▶ _GIVEN RECORDS_

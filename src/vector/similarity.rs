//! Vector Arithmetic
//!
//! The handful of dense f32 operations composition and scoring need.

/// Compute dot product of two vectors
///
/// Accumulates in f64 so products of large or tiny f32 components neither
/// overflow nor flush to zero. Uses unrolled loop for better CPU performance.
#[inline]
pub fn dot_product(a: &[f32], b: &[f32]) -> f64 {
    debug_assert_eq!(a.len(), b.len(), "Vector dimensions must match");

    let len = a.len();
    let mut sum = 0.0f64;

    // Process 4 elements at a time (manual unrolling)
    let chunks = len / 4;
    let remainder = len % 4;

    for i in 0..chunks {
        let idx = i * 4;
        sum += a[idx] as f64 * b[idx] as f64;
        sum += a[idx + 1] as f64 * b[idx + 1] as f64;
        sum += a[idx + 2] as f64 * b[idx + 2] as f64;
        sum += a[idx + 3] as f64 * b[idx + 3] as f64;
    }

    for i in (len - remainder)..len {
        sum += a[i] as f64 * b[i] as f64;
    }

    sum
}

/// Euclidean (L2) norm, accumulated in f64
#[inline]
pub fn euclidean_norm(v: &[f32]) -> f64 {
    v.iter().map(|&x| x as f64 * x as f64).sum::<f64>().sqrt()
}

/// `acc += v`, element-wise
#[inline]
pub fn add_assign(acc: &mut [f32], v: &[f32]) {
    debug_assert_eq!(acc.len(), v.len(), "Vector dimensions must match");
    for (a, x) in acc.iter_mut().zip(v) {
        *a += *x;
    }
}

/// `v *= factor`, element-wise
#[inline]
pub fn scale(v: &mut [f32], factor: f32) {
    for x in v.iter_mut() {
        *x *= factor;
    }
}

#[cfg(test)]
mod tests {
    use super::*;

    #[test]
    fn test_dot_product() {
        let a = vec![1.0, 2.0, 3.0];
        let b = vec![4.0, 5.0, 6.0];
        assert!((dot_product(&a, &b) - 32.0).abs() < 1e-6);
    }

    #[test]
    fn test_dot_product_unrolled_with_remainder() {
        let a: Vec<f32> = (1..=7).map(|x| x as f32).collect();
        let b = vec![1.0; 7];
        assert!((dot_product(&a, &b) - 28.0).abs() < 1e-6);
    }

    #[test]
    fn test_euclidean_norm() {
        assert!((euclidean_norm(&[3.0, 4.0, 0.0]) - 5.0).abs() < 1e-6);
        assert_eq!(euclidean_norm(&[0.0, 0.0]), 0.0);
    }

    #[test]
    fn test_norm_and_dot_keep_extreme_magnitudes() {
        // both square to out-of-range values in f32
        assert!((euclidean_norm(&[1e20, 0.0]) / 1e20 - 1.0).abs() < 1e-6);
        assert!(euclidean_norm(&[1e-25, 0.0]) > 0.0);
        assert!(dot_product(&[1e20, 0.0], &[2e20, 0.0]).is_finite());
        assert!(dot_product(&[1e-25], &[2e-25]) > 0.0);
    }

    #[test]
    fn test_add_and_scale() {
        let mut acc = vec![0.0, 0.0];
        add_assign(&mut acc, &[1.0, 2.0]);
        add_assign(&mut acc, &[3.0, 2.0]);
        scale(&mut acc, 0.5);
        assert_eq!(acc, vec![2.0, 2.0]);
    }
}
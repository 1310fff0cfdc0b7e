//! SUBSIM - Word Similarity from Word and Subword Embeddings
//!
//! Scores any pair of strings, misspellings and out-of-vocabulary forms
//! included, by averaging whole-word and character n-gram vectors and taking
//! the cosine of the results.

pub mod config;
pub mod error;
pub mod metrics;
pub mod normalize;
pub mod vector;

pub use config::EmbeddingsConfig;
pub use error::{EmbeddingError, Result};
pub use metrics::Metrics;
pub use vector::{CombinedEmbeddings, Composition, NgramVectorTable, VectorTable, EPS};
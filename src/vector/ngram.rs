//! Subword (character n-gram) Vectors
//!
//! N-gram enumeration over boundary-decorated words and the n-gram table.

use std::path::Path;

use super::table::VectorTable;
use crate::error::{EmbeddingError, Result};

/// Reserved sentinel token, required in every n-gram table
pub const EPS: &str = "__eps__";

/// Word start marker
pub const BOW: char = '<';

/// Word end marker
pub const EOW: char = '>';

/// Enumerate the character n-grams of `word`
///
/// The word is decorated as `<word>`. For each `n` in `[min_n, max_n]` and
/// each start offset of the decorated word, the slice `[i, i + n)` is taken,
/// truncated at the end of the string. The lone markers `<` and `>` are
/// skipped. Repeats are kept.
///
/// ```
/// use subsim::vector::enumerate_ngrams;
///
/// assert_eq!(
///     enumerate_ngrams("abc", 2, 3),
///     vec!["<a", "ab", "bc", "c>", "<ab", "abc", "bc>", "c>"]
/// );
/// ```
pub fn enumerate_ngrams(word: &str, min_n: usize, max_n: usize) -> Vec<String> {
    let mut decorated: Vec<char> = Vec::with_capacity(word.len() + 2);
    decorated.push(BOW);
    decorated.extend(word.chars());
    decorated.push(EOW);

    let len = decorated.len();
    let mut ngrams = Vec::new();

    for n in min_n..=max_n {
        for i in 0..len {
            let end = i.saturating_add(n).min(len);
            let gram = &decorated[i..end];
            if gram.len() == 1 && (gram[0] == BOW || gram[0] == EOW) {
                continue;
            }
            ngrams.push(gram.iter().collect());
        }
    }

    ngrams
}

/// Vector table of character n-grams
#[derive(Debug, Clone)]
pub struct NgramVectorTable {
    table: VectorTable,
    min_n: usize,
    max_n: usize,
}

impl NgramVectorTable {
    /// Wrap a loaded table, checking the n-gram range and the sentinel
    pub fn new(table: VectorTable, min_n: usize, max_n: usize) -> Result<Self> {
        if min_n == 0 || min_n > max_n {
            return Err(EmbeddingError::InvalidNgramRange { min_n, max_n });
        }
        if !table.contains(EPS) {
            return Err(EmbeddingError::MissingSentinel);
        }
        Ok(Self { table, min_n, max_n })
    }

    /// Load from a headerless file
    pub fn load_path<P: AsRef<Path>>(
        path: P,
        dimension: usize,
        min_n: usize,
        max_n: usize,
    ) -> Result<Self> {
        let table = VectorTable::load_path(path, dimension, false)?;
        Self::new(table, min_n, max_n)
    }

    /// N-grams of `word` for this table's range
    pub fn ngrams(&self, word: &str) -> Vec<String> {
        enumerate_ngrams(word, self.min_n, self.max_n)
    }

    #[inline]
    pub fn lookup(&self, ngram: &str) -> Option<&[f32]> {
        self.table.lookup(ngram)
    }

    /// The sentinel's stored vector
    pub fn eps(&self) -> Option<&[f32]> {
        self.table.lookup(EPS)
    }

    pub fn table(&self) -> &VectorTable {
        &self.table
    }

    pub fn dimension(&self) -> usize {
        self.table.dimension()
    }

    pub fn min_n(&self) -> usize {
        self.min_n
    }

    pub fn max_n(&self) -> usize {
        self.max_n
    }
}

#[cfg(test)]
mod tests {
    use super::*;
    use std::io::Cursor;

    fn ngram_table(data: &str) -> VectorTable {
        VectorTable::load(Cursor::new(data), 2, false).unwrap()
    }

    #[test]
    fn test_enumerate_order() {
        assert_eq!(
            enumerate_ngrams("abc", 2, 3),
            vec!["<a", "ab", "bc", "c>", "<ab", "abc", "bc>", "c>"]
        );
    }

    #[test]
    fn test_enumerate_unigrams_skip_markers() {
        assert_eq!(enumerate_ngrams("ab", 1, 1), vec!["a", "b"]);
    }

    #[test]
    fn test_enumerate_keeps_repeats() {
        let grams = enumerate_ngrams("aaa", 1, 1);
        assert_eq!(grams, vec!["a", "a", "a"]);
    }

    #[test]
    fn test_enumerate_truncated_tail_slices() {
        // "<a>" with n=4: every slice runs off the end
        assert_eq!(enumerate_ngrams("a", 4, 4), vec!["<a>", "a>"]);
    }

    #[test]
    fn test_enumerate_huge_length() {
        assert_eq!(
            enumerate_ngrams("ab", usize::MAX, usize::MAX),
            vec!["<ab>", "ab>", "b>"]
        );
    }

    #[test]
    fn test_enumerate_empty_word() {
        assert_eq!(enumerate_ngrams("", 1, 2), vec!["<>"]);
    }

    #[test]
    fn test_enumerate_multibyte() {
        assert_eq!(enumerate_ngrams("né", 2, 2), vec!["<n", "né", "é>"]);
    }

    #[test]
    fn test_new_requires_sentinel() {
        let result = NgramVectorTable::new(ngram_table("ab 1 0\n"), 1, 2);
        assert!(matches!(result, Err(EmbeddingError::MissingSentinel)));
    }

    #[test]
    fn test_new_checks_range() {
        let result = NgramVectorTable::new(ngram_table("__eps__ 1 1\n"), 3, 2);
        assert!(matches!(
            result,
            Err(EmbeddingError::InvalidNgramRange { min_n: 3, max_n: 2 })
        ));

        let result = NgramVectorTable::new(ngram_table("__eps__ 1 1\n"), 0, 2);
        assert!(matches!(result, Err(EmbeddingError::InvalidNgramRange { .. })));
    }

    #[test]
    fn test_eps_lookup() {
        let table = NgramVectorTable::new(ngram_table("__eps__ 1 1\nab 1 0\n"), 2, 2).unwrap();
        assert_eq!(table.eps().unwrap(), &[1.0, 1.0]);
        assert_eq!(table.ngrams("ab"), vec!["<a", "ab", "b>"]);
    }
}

▶ _THE TASK_
Report only a number, the count of lines in the listing that contain the word "factor".

▶ _REPLY TO THE TASK_
3